All of the entries must appear again exactly as written.

──────

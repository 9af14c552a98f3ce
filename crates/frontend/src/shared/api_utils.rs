//! API utilities for frontend-backend communication
//!
//! Provides helper functions for constructing API URLs.

use crate::shared::config::ApiConfig;

/// Get the base URL for API requests
///
/// Uses `base_url` from configuration when set; otherwise derives it from
/// the current window location and the configured backend port.
///
/// # Returns
/// - API base URL like "http://localhost:3000" or "https://example.com"
/// - Empty string if window is not available and no base URL is configured
pub fn api_base(config: &ApiConfig) -> String {
    let configured = config.base_url.trim().trim_end_matches('/');
    if !configured.is_empty() {
        return configured.to_string();
    }

    let window = match web_sys::window() {
        Some(w) => w,
        None => return String::new(),
    };
    let location = window.location();
    let protocol = location.protocol().unwrap_or_else(|_| "http:".to_string());
    let hostname = location
        .hostname()
        .unwrap_or_else(|_| "127.0.0.1".to_string());
    format!("{}//{}:{}", protocol, hostname, config.port)
}

/// Join a base URL and an API path
///
/// # Example
/// ```rust
/// use frontend::shared::api_utils::join_url;
/// assert_eq!(join_url("http://localhost:3000/", "/api/guards"), "http://localhost:3000/api/guards");
/// ```
pub fn join_url(base: &str, path: &str) -> String {
    format!(
        "{}/{}",
        base.trim_end_matches('/'),
        path.trim_start_matches('/')
    )
}

#[cfg(test)]
mod tests {
    use super::*;

    #[test]
    fn test_configured_base_wins() {
        let config = ApiConfig {
            base_url: "https://api.example.com/".to_string(),
            port: 3000,
        };
        assert_eq!(api_base(&config), "https://api.example.com");
    }

    #[test]
    fn test_join_url() {
        assert_eq!(join_url("http://h:3000", "api/clients"), "http://h:3000/api/clients");
        assert_eq!(join_url("", "/api/clients"), "/api/clients");
    }
}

──────

# Exercise response:
repository 9af14c552a98f3ce
filename crates/frontend/src/shared/api_utils.rs
//! API utilities for frontend-backend communication
//!
//! Provides helper functions for constructing API URLs.

use crate::shared::config::ApiConfig;

/// Get the base URL for API requests
///
/// Uses `base_url` from configuration when set; otherwise derives it from
/// the current window location and the configured backend port.
///
/// # Returns
/// - API base URL like "http://localhost:3000" or "https://example.com"
/// - Empty string if window is not available and no base URL is configured
pub fn api_base(config: &ApiConfig) -> String {
    let configured = config.base_url.trim().trim_end_matches('/');
    if !configured.is_empty() {
        return configured.to_string();
    }

    let window = match web_sys::window() {
        Some(w) => w,
        None => return String::new(),
    };
    let location = window.location();
    let protocol = location.protocol().unwrap_or_else(|_| "http:".to_string());
    let hostname = location
        .hostname()
        .unwrap_or_else(|_| "127.0.0.1".to_string());
    format!("{}//{}:{}", protocol, hostname, config.port)
}

/// Join a base URL and an API path
///
/// # Example
/// ```rust
/// use frontend::shared::api_utils::join_url;
/// assert_eq!(join_url("http://localhost:3000/", "/api/guards"), "http://localhost:3000/api/guards");
/// ```
pub fn join_url(base: &str, path: &str) -> String {
    format!(
        "{}/{}",
        base.trim_end_matches('/'),
        path.trim_start_matches('/')
    )
}

#[cfg(test)]
mod tests {
    use super::*;

    #[test]
    fn test_configured_base_wins() {
        let config = ApiConfig {
            base_url: "https://api.example.com/".to_string(),
            port: 3000,
        };
        assert_eq!(api_base(&config), "https://api.example.com");
    }

    #[test]
    fn test_join_url() {
        assert_eq!(join_url("http://h:3000", "api/clients"), "http://h:3000/api/clients");
        assert_eq!(join_url("", "/api/clients"), "/api/clients");
    }
}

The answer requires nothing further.